YOUR INSTRUCTIONS:
Given the material below, repeat exactly the lines from the one containing "let raw_database_url = raw_database_url.trim();" through the final line, and nothing else.

--- SUPPLIED RECORDS ---

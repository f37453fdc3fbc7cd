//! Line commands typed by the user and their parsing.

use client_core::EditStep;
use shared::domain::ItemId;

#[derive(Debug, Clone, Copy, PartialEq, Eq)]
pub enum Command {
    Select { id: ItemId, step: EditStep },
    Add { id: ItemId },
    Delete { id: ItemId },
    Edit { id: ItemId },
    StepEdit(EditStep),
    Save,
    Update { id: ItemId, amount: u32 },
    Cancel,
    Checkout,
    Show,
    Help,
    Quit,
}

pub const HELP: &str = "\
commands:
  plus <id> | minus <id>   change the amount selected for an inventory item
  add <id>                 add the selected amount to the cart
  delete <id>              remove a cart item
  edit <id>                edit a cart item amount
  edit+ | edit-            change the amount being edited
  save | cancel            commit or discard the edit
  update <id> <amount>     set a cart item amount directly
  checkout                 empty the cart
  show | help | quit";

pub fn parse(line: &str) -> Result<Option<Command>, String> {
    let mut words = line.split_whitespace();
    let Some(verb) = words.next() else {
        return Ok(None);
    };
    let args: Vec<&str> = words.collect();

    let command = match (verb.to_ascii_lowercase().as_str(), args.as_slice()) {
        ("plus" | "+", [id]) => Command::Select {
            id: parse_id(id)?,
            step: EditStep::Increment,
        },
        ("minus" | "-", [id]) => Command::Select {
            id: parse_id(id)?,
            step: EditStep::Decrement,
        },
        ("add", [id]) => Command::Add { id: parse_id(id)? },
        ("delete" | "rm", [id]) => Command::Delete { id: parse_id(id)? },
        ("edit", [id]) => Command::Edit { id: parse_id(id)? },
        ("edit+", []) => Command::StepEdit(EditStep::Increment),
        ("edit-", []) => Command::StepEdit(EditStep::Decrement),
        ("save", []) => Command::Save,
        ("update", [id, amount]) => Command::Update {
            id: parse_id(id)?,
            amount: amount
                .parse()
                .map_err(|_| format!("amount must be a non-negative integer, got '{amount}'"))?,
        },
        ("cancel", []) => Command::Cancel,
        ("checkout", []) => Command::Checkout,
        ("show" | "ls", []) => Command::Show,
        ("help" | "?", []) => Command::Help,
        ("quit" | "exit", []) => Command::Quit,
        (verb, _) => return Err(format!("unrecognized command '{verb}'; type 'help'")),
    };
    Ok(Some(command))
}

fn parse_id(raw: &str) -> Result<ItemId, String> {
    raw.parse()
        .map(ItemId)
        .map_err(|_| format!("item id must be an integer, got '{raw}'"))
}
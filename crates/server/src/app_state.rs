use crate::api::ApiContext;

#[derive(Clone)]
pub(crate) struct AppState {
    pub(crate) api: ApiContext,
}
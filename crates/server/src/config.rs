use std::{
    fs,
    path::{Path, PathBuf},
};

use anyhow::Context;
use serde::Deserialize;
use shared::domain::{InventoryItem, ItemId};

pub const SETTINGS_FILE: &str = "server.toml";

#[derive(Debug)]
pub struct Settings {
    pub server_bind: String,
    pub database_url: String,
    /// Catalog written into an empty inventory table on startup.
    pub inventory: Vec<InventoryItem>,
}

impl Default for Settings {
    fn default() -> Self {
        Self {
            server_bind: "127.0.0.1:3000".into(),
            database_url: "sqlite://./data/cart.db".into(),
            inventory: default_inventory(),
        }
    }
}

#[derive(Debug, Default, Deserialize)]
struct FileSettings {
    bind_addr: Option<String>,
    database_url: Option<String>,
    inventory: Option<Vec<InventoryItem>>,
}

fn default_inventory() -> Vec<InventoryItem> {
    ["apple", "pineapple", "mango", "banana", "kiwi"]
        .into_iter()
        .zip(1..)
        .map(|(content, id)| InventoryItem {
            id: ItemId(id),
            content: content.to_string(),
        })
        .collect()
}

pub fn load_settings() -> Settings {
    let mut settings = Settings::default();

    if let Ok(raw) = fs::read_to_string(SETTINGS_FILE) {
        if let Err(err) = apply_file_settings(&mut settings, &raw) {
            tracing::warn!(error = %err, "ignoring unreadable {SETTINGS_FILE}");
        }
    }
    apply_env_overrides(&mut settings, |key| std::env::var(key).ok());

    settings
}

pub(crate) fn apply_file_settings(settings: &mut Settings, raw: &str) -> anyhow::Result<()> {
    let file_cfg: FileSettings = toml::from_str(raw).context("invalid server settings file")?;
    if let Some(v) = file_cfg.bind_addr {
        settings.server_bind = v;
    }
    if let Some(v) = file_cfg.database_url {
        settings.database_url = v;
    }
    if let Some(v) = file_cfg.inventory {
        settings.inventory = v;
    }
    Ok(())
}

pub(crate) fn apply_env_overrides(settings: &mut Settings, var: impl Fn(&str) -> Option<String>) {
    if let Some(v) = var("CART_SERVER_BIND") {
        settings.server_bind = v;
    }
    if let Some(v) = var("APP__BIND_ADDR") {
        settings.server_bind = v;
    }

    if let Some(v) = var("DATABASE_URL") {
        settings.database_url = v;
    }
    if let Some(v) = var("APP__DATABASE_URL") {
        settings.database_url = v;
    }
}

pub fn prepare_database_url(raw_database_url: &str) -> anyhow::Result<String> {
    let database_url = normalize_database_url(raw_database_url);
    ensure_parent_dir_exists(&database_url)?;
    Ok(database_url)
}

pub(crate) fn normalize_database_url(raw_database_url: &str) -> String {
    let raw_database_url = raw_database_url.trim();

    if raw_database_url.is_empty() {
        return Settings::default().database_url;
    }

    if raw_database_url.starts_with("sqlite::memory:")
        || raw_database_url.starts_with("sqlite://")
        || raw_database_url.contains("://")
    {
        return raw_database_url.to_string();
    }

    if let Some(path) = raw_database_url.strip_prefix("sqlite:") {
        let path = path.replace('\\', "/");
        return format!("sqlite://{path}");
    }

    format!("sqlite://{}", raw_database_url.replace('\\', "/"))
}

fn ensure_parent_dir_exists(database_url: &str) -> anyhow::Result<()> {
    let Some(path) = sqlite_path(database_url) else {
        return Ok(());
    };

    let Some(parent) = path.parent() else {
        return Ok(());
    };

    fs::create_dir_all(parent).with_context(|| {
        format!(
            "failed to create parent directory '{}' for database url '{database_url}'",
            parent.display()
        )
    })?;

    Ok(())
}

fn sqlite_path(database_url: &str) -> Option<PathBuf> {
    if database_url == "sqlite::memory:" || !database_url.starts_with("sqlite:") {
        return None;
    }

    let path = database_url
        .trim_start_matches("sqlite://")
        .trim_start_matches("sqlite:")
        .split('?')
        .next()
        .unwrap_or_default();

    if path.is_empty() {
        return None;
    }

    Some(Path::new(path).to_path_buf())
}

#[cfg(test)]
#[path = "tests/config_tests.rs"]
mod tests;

---

TASK RESPONSE:
    let raw_database_url = raw_database_url.trim();

    if raw_database_url.is_empty() {
        return Settings::default().database_url;
    }

    if raw_database_url.starts_with("sqlite::memory:")
        || raw_database_url.starts_with("sqlite://")
        || raw_database_url.contains("://")
    {
        return raw_database_url.to_string();
    }

    if let Some(path) = raw_database_url.strip_prefix("sqlite:") {
        let path = path.replace('\\', "/");
        return format!("sqlite://{path}");
    }

    format!("sqlite://{}", raw_database_url.replace('\\', "/"))
}

fn ensure_parent_dir_exists(database_url: &str) -> anyhow::Result<()> {
    let Some(path) = sqlite_path(database_url) else {
        return Ok(());
    };

    let Some(parent) = path.parent() else {
        return Ok(());
    };

    fs::create_dir_all(parent).with_context(|| {
        format!(
            "failed to create parent directory '{}' for database url '{database_url}'",
            parent.display()
        )
    })?;

    Ok(())
}

fn sqlite_path(database_url: &str) -> Option<PathBuf> {
    if database_url == "sqlite::memory:" || !database_url.starts_with("sqlite:") {
        return None;
    }

    let path = database_url
        .trim_start_matches("sqlite://")
        .trim_start_matches("sqlite:")
        .split('?')
        .next()
        .unwrap_or_default();

    if path.is_empty() {
        return None;
    }

    Some(Path::new(path).to_path_buf())
}

#[cfg(test)]
#[path = "tests/config_tests.rs"]
mod tests;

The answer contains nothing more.